Насколько мы были спортсменами в том смысле, как толковал это Томас, он, конечно, проверить еще не мог. Однако он настораживался всякий раз, когда замечал «спортсменство» хотя бы в приемах езды.
— А создали Америку, — говорил Томас, — фермеры и ковбои. Они приехали сюда из Ирландии, Швеции, Шотландии, Норвегии и из вашей России. Ты знаешь, сколько старинных русских сел у нас в Северной Дакоте?
Речь скорее всего шла о духоборах, которые выехали некогда в Канаду на толстовский гонорар от «Воскресения» и распространились дальше по Америке. В числе создателей своей страны почитал этих переселенцев, наших соотечественников, и прямой потомок трудового пионерства, родня Марку Твену, наш Томас, патетический ковбой.

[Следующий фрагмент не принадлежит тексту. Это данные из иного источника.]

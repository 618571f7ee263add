//! Runtime configuration.
//!
//! Parsed once at startup from CLI flags and environment variables, then
//! handed to the router as part of the shared state.

use std::net::{IpAddr, Ipv4Addr, SocketAddr};
use std::path::PathBuf;

use clap::{Args, ValueEnum};
use thiserror::Error;
use tracing::warn;

/// Used only when `JWT_SECRET` is unset outside production.
pub const DEV_JWT_SECRET: &str = "dev-secret-not-for-production-use";
pub const MIN_JWT_SECRET_LEN: usize = 32;

#[derive(ValueEnum, Debug, Clone, Copy, PartialEq, Eq)]
pub enum Environment {
    Development,
    Production,
}

#[derive(Args, Debug, Clone)]
pub struct ConfigArgs {
    /// Port for HTTP API
    #[arg(short, long, env = "PORT", default_value = "3000")]
    pub port: u16,

    /// Address to bind the HTTP API to
    #[arg(long, env = "HOST", default_value = "127.0.0.1")]
    pub host: IpAddr,

    /// SQLite database file (defaults to the platform data directory)
    #[arg(long, env = "QUEST_DB_PATH")]
    pub db_path: Option<PathBuf>,

    /// Secret for signing session tokens (required in production)
    #[arg(long, env = "JWT_SECRET", hide_env_values = true)]
    pub jwt_secret: Option<String>,

    /// Username of the super-admin created on first admin login
    #[arg(long, env = "ADMIN_USERNAME")]
    pub admin_username: Option<String>,

    /// Password of the super-admin created on first admin login
    #[arg(long, env = "ADMIN_PASSWORD", hide_env_values = true)]
    pub admin_password: Option<String>,

    /// Browser origin allowed to call the API with credentials
    #[arg(long, env = "CORS_ORIGIN")]
    pub cors_origin: Option<String>,

    /// Deployment environment; production enables secure cookies
    #[arg(long, env = "QUEST_ENV", value_enum, default_value_t = Environment::Development)]
    pub environment: Environment,
}

#[derive(Debug, Clone, PartialEq, Eq)]
pub struct AdminCredentials {
    pub username: String,
    pub password: String,
}

#[derive(Debug, Clone)]
pub struct Config {
    pub listen: SocketAddr,
    pub db_path: Option<PathBuf>,
    pub jwt_secret: String,
    pub admin: Option<AdminCredentials>,
    pub cors_origin: Option<String>,
    pub environment: Environment,
}

#[derive(Debug, Error, PartialEq, Eq)]
pub enum ConfigError {
    #[error("JWT_SECRET is required in production")]
    MissingJwtSecret,

    #[error("JWT_SECRET must be at least {MIN_JWT_SECRET_LEN} characters in production")]
    WeakJwtSecret,
}

impl ConfigArgs {
    pub fn into_config(self) -> Result<Config, ConfigError> {
        let jwt_secret = match (self.jwt_secret, self.environment) {
            (Some(secret), Environment::Production) if secret.len() < MIN_JWT_SECRET_LEN => {
                return Err(ConfigError::WeakJwtSecret)
            }
            (Some(secret), _) => secret,
            (None, Environment::Production) => return Err(ConfigError::MissingJwtSecret),
            (None, Environment::Development) => {
                warn!("JWT_SECRET not set, using the development secret");
                DEV_JWT_SECRET.to_string()
            }
        };

        let admin = match (self.admin_username, self.admin_password) {
            (Some(username), Some(password)) if !username.trim().is_empty() && !password.is_empty() => {
                Some(AdminCredentials {
                    username: username.trim().to_string(),
                    password,
                })
            }
            _ => None,
        };

        Ok(Config {
            listen: SocketAddr::new(self.host, self.port),
            db_path: self.db_path,
            jwt_secret,
            admin,
            cors_origin: self.cors_origin,
            environment: self.environment,
        })
    }
}

impl Config {
    /// Local development defaults: loopback, dev secret, no admin bootstrap.
    pub fn development() -> Self {
        Self {
            listen: SocketAddr::new(IpAddr::V4(Ipv4Addr::LOCALHOST), 3000),
            db_path: None,
            jwt_secret: DEV_JWT_SECRET.to_string(),
            admin: None,
            cors_origin: None,
            environment: Environment::Development,
        }
    }

    pub fn secure_cookies(&self) -> bool {
        self.environment == Environment::Production
    }
}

— Вы думаете, что ковбои это как в кино — паф-паф? Да, еще сейчас ходят у нас с кольтами у пояса. В Северной Дакоте не ходят, а в Южной ходят. И стреляют. Только не в людей. Никогда не стреляли ковбои в людей, как это показывают в кино. Жили ковбои в глухих местах, в город приезжали редко, но уж если отправлялись куда-нибудь развлечься, то, возвещая о себе, стреляли в воздух. Кроме того, стреляли в ядовитых змей, койотов, рысей. Каждая женщина в семье ковбоев умела взять в руки кольт, чтобы при случае уберечь ребенка от диких зверей. А уж лошади... Мы говорим: ничто так не греет душу ковбоя, как конская шерсть. Пусть мой Добрый Гарри не знает ни попон, ни подстилки, ни крыши над головой, но, когда я привез его с собой сюда из Северной Дакоты и у меня хотели его купить, я ответил «нет». Никто меня больше ни о чем не спрашивал, потому что я сказал только «нет». Я сказал «нет», потому что Добрый Гарри для меня... — у Томаса блеснули слезы, и разговор дальше нельзя было вести.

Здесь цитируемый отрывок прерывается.